Over the course of the ensuing months, there were multiple U.S. efforts to communicate the renewed American commitment to a diplomatic resolution of the nuclear issue: through public diplomacy and the media, in diplomatic settings, and, reportedly, in multiple, unprecedented, direct communications from President Obama to Iran’s supreme leader, Ayatollah Ali Khamenei. Tehran made no reciprocal gestures, although U.S. officials hoped that Iran’s June 2009 presidential elections might facilitate some response. During this period, Washington also worked to enhance international coordination on Iran, launching an ambitious “reset” of the U.S.-Russian relationship that traded American compromises on missile defense for greater Russian support on Iran.

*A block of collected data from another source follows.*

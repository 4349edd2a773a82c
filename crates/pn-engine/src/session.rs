//! Engine session contract.

use crate::error::EngineResult;
use crate::types::{BoundaryTable, ComponentValues, GeometryMap, ParameterMap, RunResult, UnitSystem};
use pn_core::{ComponentKind, SettingKey, Value};
use std::ops::{Deref, DerefMut};
use std::path::{Path, PathBuf};

/// An open model in the simulation engine.
///
/// All calls are synchronous and may block for a long time (`run` in
/// particular); never drive a session from an interactive thread.
pub trait EngineSession: Send {
    fn model_path(&self) -> &Path;

    fn units(&self) -> UnitSystem;

    /// Current values per component, for one kind or for every kind.
    ///
    /// `parameters` restricts the returned parameter names. A kind the model
    /// has no context for yields `EngineError::UnsupportedContext`.
    fn get_values(
        &self,
        kind: Option<ComponentKind>,
        parameters: Option<&[String]>,
    ) -> EngineResult<ParameterMap>;

    fn set_values(&mut self, values: &ParameterMap) -> EngineResult<()>;

    /// Profiles of the named flowlines, or of every flowline that has one.
    fn get_geometry(&self, flowlines: Option<&[String]>) -> EngineResult<GeometryMap>;

    fn set_geometry(&mut self, geometry: &GeometryMap) -> EngineResult<()>;

    fn find(&self, kind: ComponentKind, name: &str) -> EngineResult<bool>;

    fn add(
        &mut self,
        kind: ComponentKind,
        name: &str,
        parameters: Option<&ComponentValues>,
    ) -> EngineResult<()>;

    fn connect(&mut self, from: &str, to: &str) -> EngineResult<()>;

    /// Model validation messages; empty when the model may run.
    fn validate(&self) -> EngineResult<Vec<String>>;

    fn run(
        &mut self,
        system_variables: &[String],
        profile_variables: &[String],
    ) -> EngineResult<RunResult>;

    /// Boundary conditions as last observed by the engine.
    ///
    /// Parameter and setting changes are only visible here after
    /// `reset_conditions`.
    fn get_conditions(&mut self) -> EngineResult<BoundaryTable>;

    fn set_conditions(&mut self, boundaries: &BoundaryTable) -> EngineResult<()>;

    fn reset_conditions(&mut self) -> EngineResult<bool>;

    /// Assign a global simulation setting.
    fn set_setting(&mut self, key: SettingKey, value: &Value) -> EngineResult<()>;

    /// Save in place (`None`) or as a new file. Returns the path written.
    fn save(&mut self, path: Option<&Path>) -> EngineResult<PathBuf>;

    /// Release the model. Safe to call more than once.
    fn close(&mut self) -> EngineResult<()>;
}

/// Opens engine sessions on model files.
pub trait SessionFactory: Send + Sync {
    fn open(&self, path: &Path, units: UnitSystem) -> EngineResult<Box<dyn EngineSession>>;

    /// Copy a model file without opening a session on it.
    fn duplicate(&self, src: &Path, dst: &Path) -> EngineResult<()>;

    /// Delete a model file no session holds.
    fn remove(&self, path: &Path) -> EngineResult<()>;

    /// Model files directly inside `folder`, sorted by path.
    fn list_models(&self, folder: &Path) -> EngineResult<Vec<PathBuf>>;

    /// File extension of model files, without the dot.
    fn model_extension(&self) -> &str;
}

/// Owns a session and closes it when dropped.
///
/// Every case opens its session through a guard so the model handle is
/// released on every exit path.
pub struct SessionGuard {
    session: Box<dyn EngineSession>,
    closed: bool,
}

impl SessionGuard {
    pub fn new(session: Box<dyn EngineSession>) -> Self {
        Self {
            session,
            closed: false,
        }
    }

    pub fn open(factory: &dyn SessionFactory, path: &Path, units: UnitSystem) -> EngineResult<Self> {
        let session = factory.open(path, units)?;
        tracing::debug!(model = %path.display(), ?units, "session opened");
        Ok(Self::new(session))
    }

    /// Close explicitly and surface the error, if any.
    pub fn close(mut self) -> EngineResult<()> {
        self.closed = true;
        self.session.close()
    }
}

impl Deref for SessionGuard {
    type Target = dyn EngineSession;

    fn deref(&self) -> &Self::Target {
        self.session.as_ref()
    }
}

impl DerefMut for SessionGuard {
    fn deref_mut(&mut self) -> &mut Self::Target {
        self.session.as_mut()
    }
}

impl Drop for SessionGuard {
    fn drop(&mut self) {
        if self.closed {
            return;
        }
        let path = self.session.model_path().to_path_buf();
        match self.session.close() {
            Ok(()) => tracing::debug!(model = %path.display(), "session closed on drop"),
            Err(e) => tracing::warn!(model = %path.display(), error = %e, "failed to close session"),
        }
    }
}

In addition, the new U.S. administration saw the threat of punitive measures as an essential tool for forcing Iranian leaders to alter their policies. Washington wanted to preclude Tehran from exploiting any negotiations as a means of buying time for its nuclear advances, a ploy predicted by Obama’s critics. The White House announced from the outset that its initial goodwill would have a one-year expiration date and warned of new measures should Tehran prove unreceptive to dialogue. In practice, developments within Iran spurred multilateral discussions over punitive measures well before the year’s end.

Ultimately, like each of his predecessors, President Obama found his best-laid plans on Iran overtaken by events. Instead of freeing Tehran to focus on foreign policy, the June elections sparked historic protests over the improbable reelection of Ahmadinejad. The internal upheaval eventually had a dramatic impact on the options available for dealing with Tehran and the outlook and alignments of the Iranian leadership. Caught off guard, Washington initially moved cautiously to avoid tainting protestors as stooges of the “great Satan.” There was more to it, of course; Washington’s reticence on the protests underscored the disinclination for any steps that might poison the prospects for negotiations. In September 2009 Secretary of State Hillary Clinton explicitly subordinated the democracy question, noting, “We encourage the free expression of ideas and political choices, but this nuclear program really is the core of our concern right now.”

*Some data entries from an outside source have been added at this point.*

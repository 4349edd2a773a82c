use thiserror::Error;

pub type CoreResult<T> = Result<T, CoreError>;

#[derive(Error, Debug, Clone, PartialEq)]
pub enum CoreError {
    #[error("Unknown component type: {value}")]
    UnknownComponentKind { value: String },

    #[error("Unknown simulation setting: {label}")]
    UnknownSetting { label: String },

    #[error("Unknown unit: {unit}")]
    UnknownUnit { unit: String },

    #[error("Cannot convert between {from} and {to}")]
    IncompatibleUnits { from: String, to: String },

    #[error("Invalid argument: {what}")]
    InvalidArg { what: &'static str },
}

Briefly, it appeared that this hard-nosed realism might pay off. With Russian help, Washington crafted a proposal to resupply Tehran’s medical research reactor in exchange for extracting much of Iran’s stockpile of low-enriched uranium. The arrangement would not have resolved the fundamental concerns over Iranian nuclear ambitions, but it might have eased the urgency at a time when revelations of a clandestine enrichment facility had spiked international concerns about Tehran’s military intentions. U.S. officials also hoped the fuel swap could instigate a sustainable negotiating process. Despite continuing turmoil within Iran, both sides signaled readiness to move forward. But no sooner had Iranian officials signed a preliminary agreement for the fuel swap than the regime began repudiating the bargain.

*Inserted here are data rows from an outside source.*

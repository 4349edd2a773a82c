//! Run manifest written after every case matrix.

use crate::error::{SimError, SimResult};
use crate::stage::CaseRecord;
use chrono::{DateTime, Utc};
use serde::{Deserialize, Serialize};
use std::fs;
use std::path::Path;

#[derive(Debug, Clone, PartialEq, Serialize, Deserialize)]
pub struct MatrixReport {
    pub created_at: DateTime<Utc>,
    pub base_model: String,
    pub workers: usize,
    pub total: usize,
    pub succeeded: usize,
    pub failed: usize,
    pub cancelled: usize,
    pub cases: Vec<CaseRecord>,
}

impl MatrixReport {
    pub fn from_records(base_model: &Path, workers: usize, cases: Vec<CaseRecord>) -> Self {
        let count = |status: &str| cases.iter().filter(|c| c.status == status).count();
        Self {
            created_at: Utc::now(),
            base_model: base_model.display().to_string(),
            workers,
            total: cases.len(),
            succeeded: count("ok"),
            failed: count("error"),
            cancelled: count("cancelled"),
            cases,
        }
    }

    pub fn write(&self, path: &Path) -> SimResult<()> {
        if let Some(parent) = path.parent()
            && !parent.as_os_str().is_empty()
        {
            fs::create_dir_all(parent).map_err(|source| SimError::Io {
                path: parent.to_path_buf(),
                source,
            })?;
        }
        let json = serde_json::to_string_pretty(self).map_err(|source| SimError::Json {
            path: path.to_path_buf(),
            source,
        })?;
        fs::write(path, json).map_err(|source| SimError::Io {
            path: path.to_path_buf(),
            source,
        })
    }

    pub fn load(path: &Path) -> SimResult<Self> {
        let text = fs::read_to_string(path).map_err(|source| SimError::Io {
            path: path.to_path_buf(),
            source,
        })?;
        serde_json::from_str(&text).map_err(|source| SimError::Json {
            path: path.to_path_buf(),
            source,
        })
    }
}

#[cfg(test)]
mod tests {
    use super::*;
    use crate::stage::CaseStage;

    #[test]
    fn manifest_writes_and_reads_back() {
        let record = CaseRecord {
            case: "A_X".into(),
            stage: CaseStage::Closed,
            status: "ok".into(),
            error: None,
            model: Some("models/A_X_base.pnm".into()),
        };
        let failed = CaseRecord {
            case: "B_X".into(),
            stage: CaseStage::Validated,
            status: "error".into(),
            error: Some("boom".into()),
            model: None,
        };
        let report = MatrixReport::from_records(Path::new("base.pnm"), 2, vec![record, failed]);
        assert_eq!((report.succeeded, report.failed, report.cancelled), (1, 1, 0));

        let dir = tempfile::tempdir().unwrap();
        let path = dir.path().join("out").join("matrix_manifest.json");
        report.write(&path).unwrap();
        assert_eq!(MatrixReport::load(&path).unwrap(), report);
    }
}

Collectively, Tehran’s actions from June through October 2009—engaging in electoral fraud, repressing public dissent, engaging in internecine warfare among the leadership, disclosing a suspicious new enrichment plant, and walking away from the fuel swap—corroded any Western inclinations for further engagement. All evidence pointed to an increasingly autocratic state, whose legitimacy had imploded and whose leadership was either unwilling or incapable of negotiating in a serious fashion. On this basis, Obama’s initial efforts to engage the revolutionary regime quickly gave way to efforts to mobilize the most robust and multilateral array of pressure on Iran in more than three decades.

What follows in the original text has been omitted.